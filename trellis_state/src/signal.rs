// Copyright 2025 the Trellis Authors
// SPDX-License-Identifier: Apache-2.0 OR MIT

//! Signals, derived values and explicit subscriptions.
//!
//! A [`Signal`] owns a value and a [`Trigger`]. Writing the signal notifies every
//! observer subscribed to its trigger, after the write has completed, so an observer
//! that reads the signal (or anything derived from it) sees the new value.
//!
//! A [`Derived`] value is a read-only accessor recomputed on every read. It carries the
//! triggers of the signals it reads, which lets callers subscribe to "anything this
//! value depends on" without a tracking runtime:
//!
//! ```
//! use core::cell::Cell;
//! use std::rc::Rc;
//! use trellis_state::{Derived, Signal};
//!
//! let local = Signal::new(false);
//! let inherited = Signal::new(false);
//!
//! let is_disabled = {
//!     let (local, inherited) = (local.clone(), inherited.clone());
//!     Derived::new([local.trigger(), inherited.trigger()], move || {
//!         local.get() || inherited.get()
//!     })
//! };
//!
//! let seen = Rc::new(Cell::new(0));
//! let _sub = {
//!     let (seen, is_disabled) = (seen.clone(), is_disabled.clone());
//!     is_disabled.clone().subscribe(move || {
//!         // Observers always read the value produced by the write that notified them.
//!         assert!(is_disabled.get());
//!         seen.set(seen.get() + 1);
//!     })
//! };
//!
//! inherited.set(true);
//! assert!(is_disabled.get());
//! assert_eq!(seen.get(), 1);
//! ```

use alloc::rc::{Rc, Weak};
use alloc::vec::Vec;
use core::cell::{Cell, RefCell};
use core::fmt;

use smallvec::SmallVec;

type Observer = Rc<dyn Fn()>;

struct Observers {
    entries: RefCell<SmallVec<[(u64, Observer); 2]>>,
    next_key: Cell<u64>,
}

/// A list of observers that can be notified of a change.
///
/// Every [`Signal`] owns one trigger. Cloning a trigger yields another handle to the
/// same observer list.
#[derive(Clone)]
pub struct Trigger {
    observers: Rc<Observers>,
}

impl Trigger {
    /// Create a trigger with no observers.
    pub fn new() -> Self {
        Self {
            observers: Rc::new(Observers {
                entries: RefCell::new(SmallVec::new()),
                next_key: Cell::new(0),
            }),
        }
    }

    /// Register `observer` and return the handle that keeps it registered.
    ///
    /// Observers run in subscription order.
    pub fn subscribe(&self, observer: impl Fn() + 'static) -> Subscription {
        let key = self.observers.next_key.get();
        self.observers.next_key.set(key + 1);
        self.observers
            .entries
            .borrow_mut()
            .push((key, Rc::new(observer)));
        Subscription::single(Rc::downgrade(&self.observers), key)
    }

    /// Call every registered observer.
    ///
    /// Observers are snapshotted first, so an observer may subscribe or drop
    /// subscriptions while being notified. Observers added during notification are
    /// not called until the next notification.
    pub fn notify(&self) {
        let snapshot: SmallVec<[Observer; 4]> = self
            .observers
            .entries
            .borrow()
            .iter()
            .map(|(_, observer)| observer.clone())
            .collect();
        for observer in snapshot {
            observer();
        }
    }

    /// Number of live observers.
    pub fn observer_count(&self) -> usize {
        self.observers.entries.borrow().len()
    }

    /// Whether `self` and `other` share an observer list.
    pub fn same(&self, other: &Self) -> bool {
        Rc::ptr_eq(&self.observers, &other.observers)
    }
}

impl Default for Trigger {
    fn default() -> Self {
        Self::new()
    }
}

impl fmt::Debug for Trigger {
    fn fmt(&self, f: &mut fmt::Formatter<'_>) -> fmt::Result {
        f.debug_struct("Trigger")
            .field("observers", &self.observer_count())
            .finish()
    }
}

/// Handle returned by the `subscribe` methods.
///
/// Dropping the handle unregisters its observers. A subscription may cover several
/// triggers, for example when subscribing to a [`Derived`] value with more than one
/// dependency.
#[must_use = "dropping a subscription unregisters its observer"]
pub struct Subscription {
    entries: SmallVec<[(Weak<Observers>, u64); 1]>,
}

impl Subscription {
    /// A subscription covering nothing.
    pub fn empty() -> Self {
        Self {
            entries: SmallVec::new(),
        }
    }

    fn single(observers: Weak<Observers>, key: u64) -> Self {
        let mut entries = SmallVec::new();
        entries.push((observers, key));
        Self { entries }
    }

    /// Combine two subscriptions into one handle.
    pub fn merge(mut self, mut other: Self) -> Self {
        self.entries.extend(core::mem::take(&mut other.entries));
        self
    }

    /// Whether this handle covers no observer.
    pub fn is_empty(&self) -> bool {
        self.entries.is_empty()
    }

    /// Keep the observers registered for as long as their triggers live.
    pub fn detach(mut self) {
        self.entries.clear();
    }
}

impl Drop for Subscription {
    fn drop(&mut self) {
        for (observers, key) in self.entries.drain(..) {
            if let Some(observers) = observers.upgrade() {
                observers
                    .entries
                    .borrow_mut()
                    .retain(|(entry_key, _)| *entry_key != key);
            }
        }
    }
}

impl fmt::Debug for Subscription {
    fn fmt(&self, f: &mut fmt::Formatter<'_>) -> fmt::Result {
        f.debug_struct("Subscription")
            .field("observers", &self.entries.len())
            .finish()
    }
}

/// A shared mutable cell whose writes notify subscribers.
///
/// Cloning a signal yields another handle to the same cell.
pub struct Signal<T> {
    value: Rc<RefCell<T>>,
    trigger: Trigger,
}

impl<T> Signal<T> {
    /// Create a signal holding `value`.
    pub fn new(value: T) -> Self {
        Self {
            value: Rc::new(RefCell::new(value)),
            trigger: Trigger::new(),
        }
    }

    /// Read the current value by reference.
    pub fn with<R>(&self, f: impl FnOnce(&T) -> R) -> R {
        f(&self.value.borrow())
    }

    /// Replace the value and notify observers if it changed.
    ///
    /// Returns whether the value changed.
    pub fn set(&self, value: T) -> bool
    where
        T: PartialEq,
    {
        {
            let mut slot = self.value.borrow_mut();
            if *slot == value {
                return false;
            }
            *slot = value;
        }
        self.trigger.notify();
        true
    }

    /// Mutate the value in place and notify observers unconditionally.
    ///
    /// `f` must not read this signal.
    pub fn update(&self, f: impl FnOnce(&mut T)) {
        f(&mut self.value.borrow_mut());
        self.trigger.notify();
    }

    /// The trigger notified on every write.
    pub fn trigger(&self) -> Trigger {
        self.trigger.clone()
    }

    /// Register `observer` to run after every write.
    pub fn subscribe(&self, observer: impl Fn() + 'static) -> Subscription {
        self.trigger.subscribe(observer)
    }

    /// A derived accessor projecting this signal through `f`.
    pub fn derive<U>(&self, f: impl Fn(&T) -> U + 'static) -> Derived<U>
    where
        T: 'static,
    {
        let source = self.clone();
        Derived::new([self.trigger()], move || source.with(&f))
    }
}

impl<T: Clone> Signal<T> {
    /// Clone out the current value.
    pub fn get(&self) -> T {
        self.value.borrow().clone()
    }

    /// A read-only view of this signal.
    pub fn read_only(&self) -> Derived<T>
    where
        T: 'static,
    {
        self.derive(T::clone)
    }
}

impl<T> Clone for Signal<T> {
    fn clone(&self) -> Self {
        Self {
            value: self.value.clone(),
            trigger: self.trigger.clone(),
        }
    }
}

impl<T: Default> Default for Signal<T> {
    fn default() -> Self {
        Self::new(T::default())
    }
}

impl<T: fmt::Debug> fmt::Debug for Signal<T> {
    fn fmt(&self, f: &mut fmt::Formatter<'_>) -> fmt::Result {
        let mut s = f.debug_struct("Signal");
        match self.value.try_borrow() {
            Ok(value) => s.field("value", &*value),
            Err(_) => s.field("value", &"<borrowed>"),
        };
        s.field("trigger", &self.trigger).finish()
    }
}

/// A read-only value recomputed from its sources on every read.
///
/// Because nothing is cached, a derived value can never disagree with the signals it
/// reads. The dependency triggers are only used for change notification.
pub struct Derived<T> {
    compute: Rc<dyn Fn() -> T>,
    deps: Rc<[Trigger]>,
}

impl<T> Derived<T> {
    /// Create a derived value from its dependency triggers and a compute function.
    ///
    /// Duplicate triggers are collapsed so each observer runs once per write.
    pub fn new(deps: impl IntoIterator<Item = Trigger>, compute: impl Fn() -> T + 'static) -> Self {
        let mut unique: Vec<Trigger> = Vec::new();
        for dep in deps {
            if !unique.iter().any(|seen| seen.same(&dep)) {
                unique.push(dep);
            }
        }
        Self {
            compute: Rc::new(compute),
            deps: unique.into(),
        }
    }

    /// Compute the current value.
    pub fn get(&self) -> T {
        (self.compute)()
    }

    /// Triggers of every source this value reads.
    pub fn triggers(&self) -> &[Trigger] {
        &self.deps
    }

    /// Register `observer` to run after any dependency is written.
    pub fn subscribe(&self, observer: impl Fn() + 'static) -> Subscription {
        let observer: Observer = Rc::new(observer);
        self.deps.iter().fold(Subscription::empty(), |sub, dep| {
            let observer = observer.clone();
            sub.merge(dep.subscribe(move || observer()))
        })
    }

    /// A derived value applying `f` to this one, with the same dependencies.
    pub fn map<U>(&self, f: impl Fn(T) -> U + 'static) -> Derived<U>
    where
        T: 'static,
    {
        let source = self.clone();
        Derived::new(self.deps.iter().cloned(), move || f(source.get()))
    }
}

impl<T: Clone + 'static> Derived<T> {
    /// A value that never changes and has no dependencies.
    pub fn constant(value: T) -> Self {
        Self::new([], move || value.clone())
    }
}

impl<T> Clone for Derived<T> {
    fn clone(&self) -> Self {
        Self {
            compute: self.compute.clone(),
            deps: self.deps.clone(),
        }
    }
}

impl<T: Clone + 'static> From<Signal<T>> for Derived<T> {
    fn from(signal: Signal<T>) -> Self {
        signal.read_only()
    }
}

impl<T: Clone + Default + 'static> Default for Derived<T> {
    fn default() -> Self {
        Self::constant(T::default())
    }
}

impl<T> fmt::Debug for Derived<T> {
    fn fmt(&self, f: &mut fmt::Formatter<'_>) -> fmt::Result {
        f.debug_struct("Derived")
            .field("deps", &self.deps.len())
            .finish_non_exhaustive()
    }
}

—————

WHAT YOU SHOULD DO: Please find each line in the records above that holds the word "dependency", and copy it.

RESPONSE TO THE EXERCISE:
/// dependency.
/// reads. The dependency triggers are only used for change notification.
    /// Create a derived value from its dependency triggers and a compute function.
    /// Register `observer` to run after any dependency is written.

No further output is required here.